## MATERIAL FOR THE TASK

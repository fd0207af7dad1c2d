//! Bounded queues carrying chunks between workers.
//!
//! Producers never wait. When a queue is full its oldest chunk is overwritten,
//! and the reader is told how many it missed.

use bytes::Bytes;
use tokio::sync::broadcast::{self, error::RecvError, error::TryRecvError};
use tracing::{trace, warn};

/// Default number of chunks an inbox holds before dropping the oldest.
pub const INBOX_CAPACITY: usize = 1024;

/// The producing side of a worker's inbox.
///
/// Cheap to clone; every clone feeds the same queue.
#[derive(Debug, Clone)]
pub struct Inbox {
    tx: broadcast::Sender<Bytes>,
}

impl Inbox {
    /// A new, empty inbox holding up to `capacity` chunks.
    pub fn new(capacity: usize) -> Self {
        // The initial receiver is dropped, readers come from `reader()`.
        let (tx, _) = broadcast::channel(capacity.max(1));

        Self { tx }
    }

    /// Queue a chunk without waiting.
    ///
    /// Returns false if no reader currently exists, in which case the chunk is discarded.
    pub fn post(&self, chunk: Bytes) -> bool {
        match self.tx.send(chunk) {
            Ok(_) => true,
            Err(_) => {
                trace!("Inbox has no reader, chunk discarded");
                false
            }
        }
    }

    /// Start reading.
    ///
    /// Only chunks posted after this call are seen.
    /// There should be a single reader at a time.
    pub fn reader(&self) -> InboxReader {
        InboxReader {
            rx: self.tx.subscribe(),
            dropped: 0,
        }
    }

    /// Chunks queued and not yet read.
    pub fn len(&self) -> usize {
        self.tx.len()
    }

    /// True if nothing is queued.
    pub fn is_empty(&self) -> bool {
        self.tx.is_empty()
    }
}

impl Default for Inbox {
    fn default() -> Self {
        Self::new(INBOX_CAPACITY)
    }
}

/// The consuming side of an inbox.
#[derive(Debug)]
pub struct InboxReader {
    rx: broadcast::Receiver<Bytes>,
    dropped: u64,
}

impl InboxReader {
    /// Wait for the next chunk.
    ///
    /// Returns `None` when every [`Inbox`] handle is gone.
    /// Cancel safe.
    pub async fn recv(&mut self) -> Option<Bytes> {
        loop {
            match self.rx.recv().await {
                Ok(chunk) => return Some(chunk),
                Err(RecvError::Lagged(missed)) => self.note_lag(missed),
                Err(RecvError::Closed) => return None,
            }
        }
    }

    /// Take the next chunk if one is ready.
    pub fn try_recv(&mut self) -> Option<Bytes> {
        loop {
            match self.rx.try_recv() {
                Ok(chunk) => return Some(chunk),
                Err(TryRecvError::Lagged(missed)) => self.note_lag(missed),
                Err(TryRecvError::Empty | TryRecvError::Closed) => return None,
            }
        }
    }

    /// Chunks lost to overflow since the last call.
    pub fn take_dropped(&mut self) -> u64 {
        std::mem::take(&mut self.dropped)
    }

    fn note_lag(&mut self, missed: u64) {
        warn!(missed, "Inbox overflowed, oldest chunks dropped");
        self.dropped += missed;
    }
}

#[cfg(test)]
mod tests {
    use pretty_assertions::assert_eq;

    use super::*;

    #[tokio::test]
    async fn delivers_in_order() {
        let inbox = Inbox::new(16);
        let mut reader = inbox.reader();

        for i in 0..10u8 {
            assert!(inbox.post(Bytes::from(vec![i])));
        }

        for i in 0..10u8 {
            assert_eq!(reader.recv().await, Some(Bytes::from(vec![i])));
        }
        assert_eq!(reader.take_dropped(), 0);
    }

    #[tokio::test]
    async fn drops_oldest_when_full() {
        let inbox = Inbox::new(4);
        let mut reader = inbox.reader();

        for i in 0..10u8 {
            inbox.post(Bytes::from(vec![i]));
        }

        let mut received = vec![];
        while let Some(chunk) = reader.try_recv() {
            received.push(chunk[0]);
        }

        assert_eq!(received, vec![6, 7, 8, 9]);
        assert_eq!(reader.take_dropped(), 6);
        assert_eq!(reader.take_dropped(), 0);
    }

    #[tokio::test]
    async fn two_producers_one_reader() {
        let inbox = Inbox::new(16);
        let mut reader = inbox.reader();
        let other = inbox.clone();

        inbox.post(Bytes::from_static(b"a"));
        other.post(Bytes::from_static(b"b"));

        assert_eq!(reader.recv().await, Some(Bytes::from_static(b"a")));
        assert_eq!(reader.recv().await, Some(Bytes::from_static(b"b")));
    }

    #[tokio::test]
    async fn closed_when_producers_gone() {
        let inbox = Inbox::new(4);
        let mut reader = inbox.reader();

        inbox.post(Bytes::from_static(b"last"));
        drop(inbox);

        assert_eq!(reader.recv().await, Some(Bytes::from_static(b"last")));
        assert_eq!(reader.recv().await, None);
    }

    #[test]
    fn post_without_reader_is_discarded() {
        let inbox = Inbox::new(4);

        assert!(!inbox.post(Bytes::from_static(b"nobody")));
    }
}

## WORK ITEM
Repeat the data exactly, with every line included.

## ANSWER TO THE EXERCISE
repository fd0207af7dad1c2d
//! Bounded queues carrying chunks between workers.
//!
//! Producers never wait. When a queue is full its oldest chunk is overwritten,
//! and the reader is told how many it missed.

use bytes::Bytes;
use tokio::sync::broadcast::{self, error::RecvError, error::TryRecvError};
use tracing::{trace, warn};

/// Default number of chunks an inbox holds before dropping the oldest.
pub const INBOX_CAPACITY: usize = 1024;

/// The producing side of a worker's inbox.
///
/// Cheap to clone; every clone feeds the same queue.
#[derive(Debug, Clone)]
pub struct Inbox {
    tx: broadcast::Sender<Bytes>,
}

impl Inbox {
    /// A new, empty inbox holding up to `capacity` chunks.
    pub fn new(capacity: usize) -> Self {
        // The initial receiver is dropped, readers come from `reader()`.
        let (tx, _) = broadcast::channel(capacity.max(1));

        Self { tx }
    }

    /// Queue a chunk without waiting.
    ///
    /// Returns false if no reader currently exists, in which case the chunk is discarded.
    pub fn post(&self, chunk: Bytes) -> bool {
        match self.tx.send(chunk) {
            Ok(_) => true,
            Err(_) => {
                trace!("Inbox has no reader, chunk discarded");
                false
            }
        }
    }

    /// Start reading.
    ///
    /// Only chunks posted after this call are seen.
    /// There should be a single reader at a time.
    pub fn reader(&self) -> InboxReader {
        InboxReader {
            rx: self.tx.subscribe(),
            dropped: 0,
        }
    }

    /// Chunks queued and not yet read.
    pub fn len(&self) -> usize {
        self.tx.len()
    }

    /// True if nothing is queued.
    pub fn is_empty(&self) -> bool {
        self.tx.is_empty()
    }
}

impl Default for Inbox {
    fn default() -> Self {
        Self::new(INBOX_CAPACITY)
    }
}

/// The consuming side of an inbox.
#[derive(Debug)]
pub struct InboxReader {
    rx: broadcast::Receiver<Bytes>,
    dropped: u64,
}

impl InboxReader {
    /// Wait for the next chunk.
    ///
    /// Returns `None` when every [`Inbox`] handle is gone.
    /// Cancel safe.
    pub async fn recv(&mut self) -> Option<Bytes> {
        loop {
            match self.rx.recv().await {
                Ok(chunk) => return Some(chunk),
                Err(RecvError::Lagged(missed)) => self.note_lag(missed),
                Err(RecvError::Closed) => return None,
            }
        }
    }

    /// Take the next chunk if one is ready.
    pub fn try_recv(&mut self) -> Option<Bytes> {
        loop {
            match self.rx.try_recv() {
                Ok(chunk) => return Some(chunk),
                Err(TryRecvError::Lagged(missed)) => self.note_lag(missed),
                Err(TryRecvError::Empty | TryRecvError::Closed) => return None,
            }
        }
    }

    /// Chunks lost to overflow since the last call.
    pub fn take_dropped(&mut self) -> u64 {
        std::mem::take(&mut self.dropped)
    }

    fn note_lag(&mut self, missed: u64) {
        warn!(missed, "Inbox overflowed, oldest chunks dropped");
        self.dropped += missed;
    }
}

#[cfg(test)]
mod tests {
    use pretty_assertions::assert_eq;

    use super::*;

    #[tokio::test]
    async fn delivers_in_order() {
        let inbox = Inbox::new(16);
        let mut reader = inbox.reader();

        for i in 0..10u8 {
            assert!(inbox.post(Bytes::from(vec![i])));
        }

        for i in 0..10u8 {
            assert_eq!(reader.recv().await, Some(Bytes::from(vec![i])));
        }
        assert_eq!(reader.take_dropped(), 0);
    }

    #[tokio::test]
    async fn drops_oldest_when_full() {
        let inbox = Inbox::new(4);
        let mut reader = inbox.reader();

        for i in 0..10u8 {
            inbox.post(Bytes::from(vec![i]));
        }

        let mut received = vec![];
        while let Some(chunk) = reader.try_recv() {
            received.push(chunk[0]);
        }

        assert_eq!(received, vec![6, 7, 8, 9]);
        assert_eq!(reader.take_dropped(), 6);
        assert_eq!(reader.take_dropped(), 0);
    }

    #[tokio::test]
    async fn two_producers_one_reader() {
        let inbox = Inbox::new(16);
        let mut reader = inbox.reader();
        let other = inbox.clone();

        inbox.post(Bytes::from_static(b"a"));
        other.post(Bytes::from_static(b"b"));

        assert_eq!(reader.recv().await, Some(Bytes::from_static(b"a")));
        assert_eq!(reader.recv().await, Some(Bytes::from_static(b"b")));
    }

    #[tokio::test]
    async fn closed_when_producers_gone() {
        let inbox = Inbox::new(4);
        let mut reader = inbox.reader();

        inbox.post(Bytes::from_static(b"last"));
        drop(inbox);

        assert_eq!(reader.recv().await, Some(Bytes::from_static(b"last")));
        assert_eq!(reader.recv().await, None);
    }

    #[test]
    fn post_without_reader_is_discarded() {
        let inbox = Inbox::new(4);

        assert!(!inbox.post(Bytes::from_static(b"nobody")));
    }
}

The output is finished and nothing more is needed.